Hayden Lilly headed to school, 2004

Hayden Lilly Daiber

Biography

I started traveling to Cuba in 2000, when I was seven. My relationship with Magaly began when my parents, as renters, shared her apartment for Hampshire’s study abroad program.  We lived in the front of the apartment and she lived in the way back. There is a giant glass door that she installed that divided her section from the rented section. As we returned throughout the years that door opened a little bit more and a little bit more until eventually she would just leave it open.

When I was little, she started to take care of me,  becoming a surrogate grandmother to me. It was intimate and very loving. She cooked me dinner, washed my clothes, changed my sheets. She would yell at me and she would kiss me. She would hug me and smile when I entered the room. When I was a teenager she would scold me for staying out too late, for drinking too much rum, for hanging out with boys and kissing them outside her apartment. When they called for me, she’d yell “Romeo’s on the phone.”  She’d wait up for me at nights, slipping into unwanted sleep when she knew I’d gone out for the night, worried that I might not come home. I am her responsibility. To this day, she walks through the house at night, checking each lock on every window and door.

 

My mouth still waters for Magaly’s after school butter and mayonnaise sandwich.

 

I realized Magaly was more than just a grandmother figure when I discovered a picture of her in a book bandaging another injured insurgent during the Cuban revolution. Up until this point, I had only seen her in a domestic and nurturing role. That was the first time I had seen a picture of Magaly besides the one on her I.D. There was a remarkable history of Magaly who lives behind that giant locked door and I wanted to find out exactly who that person was.

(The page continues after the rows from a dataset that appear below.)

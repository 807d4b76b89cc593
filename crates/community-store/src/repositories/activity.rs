//! Activity repository
//!
//! Append-only feed, newest-first, capped at 1000 entries per group.

use tracing::{debug, instrument};

use community_core::entities::GroupActivity;
use community_core::error::DomainResult;
use community_core::StorageAdapterExt;

use crate::{integrity, keys, SharedAdapter};

/// Repository for `GroupActivity` rows
#[derive(Clone)]
pub struct ActivityRepository {
    adapter: SharedAdapter,
}

impl ActivityRepository {
    /// Create a new ActivityRepository
    pub fn new(adapter: SharedAdapter) -> Self {
        Self { adapter }
    }

    fn load(&self) -> DomainResult<Vec<GroupActivity>> {
        self.adapter.read_collection(keys::GROUP_ACTIVITIES)
    }

    fn store(&self, rows: &[GroupActivity]) -> DomainResult<()> {
        self.adapter.write_collection(keys::GROUP_ACTIVITIES, rows)
    }

    #[instrument(skip(self))]
    pub fn list(&self) -> DomainResult<Vec<GroupActivity>> {
        self.load()
    }

    /// Append an entry, evicting the group's oldest entries beyond the cap
    #[instrument(skip(self, activity))]
    pub fn record(&self, activity: GroupActivity) -> DomainResult<()> {
        let group_id = activity.group_id.clone();
        let mut rows = self.load()?;
        rows.insert(0, activity);
        let evicted = integrity::evict_log_overflow(&mut rows, &group_id);
        if evicted > 0 {
            debug!(group_id, evicted, "activity feed trimmed");
        }
        self.store(&rows)
    }

    /// Entries for a group, newest first
    #[instrument(skip(self))]
    pub fn list_by_group(&self, group_id: &str) -> DomainResult<Vec<GroupActivity>> {
        Ok(self
            .load()?
            .into_iter()
            .filter(|a| a.group_id == group_id)
            .collect())
    }

    #[instrument(skip(self))]
    pub fn count_by_group(&self, group_id: &str) -> DomainResult<usize> {
        Ok(self.list_by_group(group_id)?.len())
    }
}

A year later in January 2016, when my Div III began, I went to Magaly with a quest to discover her history, to pay my respects. Unraveling her story was a very difficult process. During our morning coffee she would dig deep into her memories. Her stories would last a half an hour or a couple of minuets. At times, she would be very compliant and collaborative. At other times I would be dismissed by a swat to my hand and the repeating sentence “I have to work now.” Sitting and drinking coffee were our most precious, intimate moments when she would confide in me and tell me the bits and pieces of her story. I noticed that I had sparked an interest in her. I’d come into her room and she would be looking through old photographs and documents, finding all her medals. For me it was an exploration and for her a rediscovery.

The last day of my stay in Havana she brought me to the cemetery and together searched for Rene’s bones. We washed the grave.

She is my grandmother with an incredible past and for me, the door is always open.